Hay ángeles mayores, aunque todavía no hayan ido a la mina, pero que tienen cara de niño, coletas de niña y pantalones ceñidos. Son ángeles que deambulan por todos los pueblos, sin secuelas de pecado original, ángeles soñadores destinados al campo, a las aulas, al paro, abocados algunos al propio extravío. Y todavía hay ángeles mucho mayores, ancianos, que nunca han perdido la sonrisa, la paz del corazón, los ojos grandes de niños buenos, las manos rugosas ya listas para el tembloroso y cercano hasta luego.

Todos los pueblos tienen sus luzbeles: feos, envidiosos, celosos ciegos de la felicidad ajena, que armados de lazos y trampas recorren a diario calles y callejas, engatusando, acorralando, llevándose a los mejores. La carretera, la mina, la meningitis, el cáncer, la mano criminal, la mala hierba que nunca muere, acarrean cada año de diferentes y mortales maneras a cientos de ángeles al abismal ‘pozo’ lorquiano.

Pero los ángeles nunca se van definitivamente, siguen siempre entre nosotros, y sus corazones, en dulces mañanas de mayo, atardeceres tibios del otoño, marzos locos y ventosos, reaparecen en el piar de las golondrinas, en el caprichoso vuelo de los vencejos o el conteo monótono del cuclillo que sigue rondando los pueblos en vuelo sorpresivo, engañoso, cual misterioso mensajero.

Han abandonado la Peña choyas y grajos, y sobrevuelan ahora la Cumbre almas de ángeles sonrientes, escurridizos, ensayando piruetas, caracolas, que llegan a arrancar nuestra sonrisa y aplauso, eco inaudible de sus cenizas derramadas a los cuatro vientos. Los veo entre las nubes, escondidos, juguetones riñuberos, empapando tierras y almas con la cotidiana insistencia de su recuerdo.

Es posible que hoy algunos me lean incrédulos. ¡Contaba con ellos! Con todos los que todavía no han perdido a un ángel sin el que ya no es posible vivir como antes, al que hay que dar vida para que la nuestra propia no quede sin aliento. Al cubanito cantor yo le pido que no se olvide de pintarnos ‘angelitos negros’, de cara tiznada, de rostro sangriento, de ojos morados, vientres hinchados, sin peso, sin pelo, sin cuerpo, sin nicho conocido ni entierro, porque son ésos los que nos dan vida, eternidad, alas para seguir luchando, para seguir viviendo.

Queda siempre en los pueblos, flotando en el aire —a pesar de los leviatanes de la enfermedad agresiva, imparable, el accidente siniestro, la mano homicida, la mina, el secuestro— una dulce sonrisa que no puede ser de otros que de los ángeles buenos: Manolín, Gabrielito, Paz y Lorena, Mary, Nunci, Visi, Fausto, millones de querubines de la más dulce compañía, recuerdos enamorados de muchas almas sencillas, gentes de miles de pueblos.

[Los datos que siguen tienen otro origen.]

//! Dense complex linear algebra over `ndarray`.
//!
//! Vectors and matrices are plain `ndarray` arrays of `Complex64`; the
//! functions here add the quantum-specific operations on top: Kronecker
//! products in big-endian order, daggers, traces, Gauss-Jordan inversion and
//! tolerance-based predicates.
//!
//! Shape mismatches are programmer errors and panic. Tolerance checks never
//! panic, they return `false`.

use ndarray::{Array1, Array2};
use num_complex::Complex64;

use crate::error::LinalgError;

/// A complex column vector.
pub type Vector = Array1<Complex64>;

/// A dense complex matrix, row-major.
pub type Matrix = Array2<Complex64>;

/// Default tolerance for entrywise comparisons.
pub const DEFAULT_TOLERANCE: f64 = 1e-13;

const ZERO: Complex64 = Complex64::new(0.0, 0.0);
const ONE: Complex64 = Complex64::new(1.0, 0.0);

/// Build a matrix from literal rows.
///
/// # Panics
/// Panics if the rows do not all have the same length.
///
/// # Example
/// ```
/// use num_complex::Complex64;
/// use shor_rs::linalg::from_rows;
/// let one = Complex64::new(1.0, 0.0);
/// let zero = Complex64::new(0.0, 0.0);
/// let x = from_rows(&[vec![zero, one], vec![one, zero]]);
/// assert_eq!(x.dim(), (2, 2));
/// ```
pub fn from_rows(rows: &[Vec<Complex64>]) -> Matrix {
    let nrows = rows.len();
    let ncols = rows.first().map_or(0, |r| r.len());
    for (i, row) in rows.iter().enumerate() {
        assert_eq!(
            row.len(),
            ncols,
            "row {} has {} entries, expected {}",
            i,
            row.len(),
            ncols
        );
    }
    Array2::from_shape_fn((nrows, ncols), |(i, j)| rows[i][j])
}

/// The `dim`×`dim` identity matrix.
pub fn identity(dim: usize) -> Matrix {
    Array2::from_shape_fn((dim, dim), |(i, j)| if i == j { ONE } else { ZERO })
}

/// Whether `n` is a positive power of two.
pub fn is_power_of_two(n: usize) -> bool {
    n != 0 && n & (n - 1) == 0
}

/// Number of qubits spanned by a dimension `dim = 2^n`.
///
/// # Panics
/// Panics if `dim` is not a power of two.
pub fn num_qubits_of(dim: usize) -> usize {
    assert!(
        is_power_of_two(dim),
        "dimension {} is not a power of two",
        dim
    );
    dim.trailing_zeros() as usize
}

/// Kronecker product `a ⊗ b`. The first operand occupies the most
/// significant positions of the product index.
pub fn kron(a: &Matrix, b: &Matrix) -> Matrix {
    let (ar, ac) = a.dim();
    let (br, bc) = b.dim();
    Array2::from_shape_fn((ar * br, ac * bc), |(i, j)| {
        a[[i / br, j / bc]] * b[[i % br, j % bc]]
    })
}

/// Kronecker product of two vectors: `out[i * b.len() + j] = a[i] * b[j]`.
pub fn kron_vec(a: &Vector, b: &Vector) -> Vector {
    let bl = b.len();
    Array1::from_shape_fn(a.len() * bl, |i| a[i / bl] * b[i % bl])
}

/// Kronecker product of a sequence of matrices, left to right.
///
/// An empty slice yields the 1×1 identity.
pub fn kron_all(factors: &[Matrix]) -> Matrix {
    factors
        .iter()
        .fold(identity(1), |acc, factor| kron(&acc, factor))
}

/// `m ⊗ m ⊗ ... ⊗ m` with `n` factors.
pub fn tensor_power(m: &Matrix, n: usize) -> Matrix {
    (0..n).fold(identity(1), |acc, _| kron(&acc, m))
}

/// Conjugate transpose.
pub fn dagger(m: &Matrix) -> Matrix {
    let (rows, cols) = m.dim();
    Array2::from_shape_fn((cols, rows), |(i, j)| m[[j, i]].conj())
}

/// Sum of the diagonal.
///
/// # Panics
/// Panics if `m` is not square.
pub fn trace(m: &Matrix) -> Complex64 {
    assert_eq!(m.nrows(), m.ncols(), "trace requires a square matrix, got {:?}", m.dim());
    m.diag().iter().sum()
}

/// Matrix inverse by Gauss-Jordan elimination with partial pivoting.
///
/// # Errors
/// Returns [`LinalgError::Singular`] when a pivot column has no entry with
/// magnitude above [`DEFAULT_TOLERANCE`].
///
/// # Panics
/// Panics if `m` is not square.
pub fn inverse(m: &Matrix) -> Result<Matrix, LinalgError> {
    let n = m.nrows();
    assert_eq!(n, m.ncols(), "inverse requires a square matrix, got {:?}", m.dim());

    let mut a = m.clone();
    let mut inv = identity(n);

    for col in 0..n {
        let pivot = (col..n)
            .max_by(|&x, &y| a[[x, col]].norm().total_cmp(&a[[y, col]].norm()))
            .unwrap_or(col);
        if a[[pivot, col]].norm() < DEFAULT_TOLERANCE {
            return Err(LinalgError::Singular { column: col });
        }
        if pivot != col {
            for j in 0..n {
                a.swap([pivot, j], [col, j]);
                inv.swap([pivot, j], [col, j]);
            }
        }

        let p = a[[col, col]];
        for j in 0..n {
            a[[col, j]] /= p;
            inv[[col, j]] /= p;
        }

        for row in 0..n {
            if row == col {
                continue;
            }
            let factor = a[[row, col]];
            if factor == ZERO {
                continue;
            }
            for j in 0..n {
                let da = factor * a[[col, j]];
                let di = factor * inv[[col, j]];
                a[[row, j]] -= da;
                inv[[row, j]] -= di;
            }
        }
    }

    Ok(inv)
}

/// Entrywise comparison: every `|a_ij - b_ij|` is at most `tol`.
///
/// Matrices of different shapes are never equal.
pub fn approx_eq(a: &Matrix, b: &Matrix, tol: f64) -> bool {
    a.dim() == b.dim() && a.iter().zip(b.iter()).all(|(x, y)| (x - y).norm() <= tol)
}

/// Entrywise comparison of two vectors.
pub fn vec_approx_eq(a: &Vector, b: &Vector, tol: f64) -> bool {
    a.len() == b.len() && a.iter().zip(b.iter()).all(|(x, y)| (x - y).norm() <= tol)
}

/// `m · m† ≈ I` within `tol`.
pub fn is_unitary(m: &Matrix, tol: f64) -> bool {
    m.nrows() == m.ncols() && approx_eq(&m.dot(&dagger(m)), &identity(m.nrows()), tol)
}

/// `m ≈ m†` within `tol`.
pub fn is_hermitian(m: &Matrix, tol: f64) -> bool {
    m.nrows() == m.ncols() && approx_eq(m, &dagger(m), tol)
}

/// `⟨a|b⟩`, conjugate-linear in the first argument.
///
/// # Panics
/// Panics if the lengths differ.
pub fn inner_product(a: &Vector, b: &Vector) -> Complex64 {
    assert_eq!(
        a.len(),
        b.len(),
        "inner product of vectors with lengths {} and {}",
        a.len(),
        b.len()
    );
    a.iter().zip(b.iter()).map(|(x, y)| x.conj() * y).sum()
}

/// `|a⟩⟨b|`.
pub fn outer_product(a: &Vector, b: &Vector) -> Matrix {
    Array2::from_shape_fn((a.len(), b.len()), |(i, j)| a[i] * b[j].conj())
}

/// Euclidean norm.
pub fn norm(v: &Vector) -> f64 {
    v.iter().map(|c| c.norm_sqr()).sum::<f64>().sqrt()
}

/// Unit norm within `tol`.
pub fn is_unit(v: &Vector, tol: f64) -> bool {
    (norm(v) - 1.0).abs() <= tol
}

/// `⟨a|b⟩ ≈ 0` within `tol`.
pub fn is_orthogonal(a: &Vector, b: &Vector, tol: f64) -> bool {
    inner_product(a, b).norm() <= tol
}

/// Fidelity of two pure states, `|⟨a|b⟩|`.
pub fn fidelity(a: &Vector, b: &Vector) -> f64 {
    inner_product(a, b).norm()
}

/// Trace distance of two pure states, `sqrt(1 - |⟨a|b⟩|^2)`.
pub fn trace_distance(a: &Vector, b: &Vector) -> f64 {
    let f = fidelity(a, b);
    (1.0 - f * f).max(0.0).sqrt()
}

Gabrielito de mi alma, «pescaíto rebonito», media España hoy te venera sabiendo que tienes alas y que te has ido al infinito. Bien tú sabes que llevamos una novena de esperanzas y sorpresas, alentados con tu sonrisa de ángel y tus ojos picaruelos. Te sentimos muy cercano, y cada tarde a la caída, un suave «batir de alas y rumor de besos», nos acerca más a ti y a los más de seis mil ángeles buenos.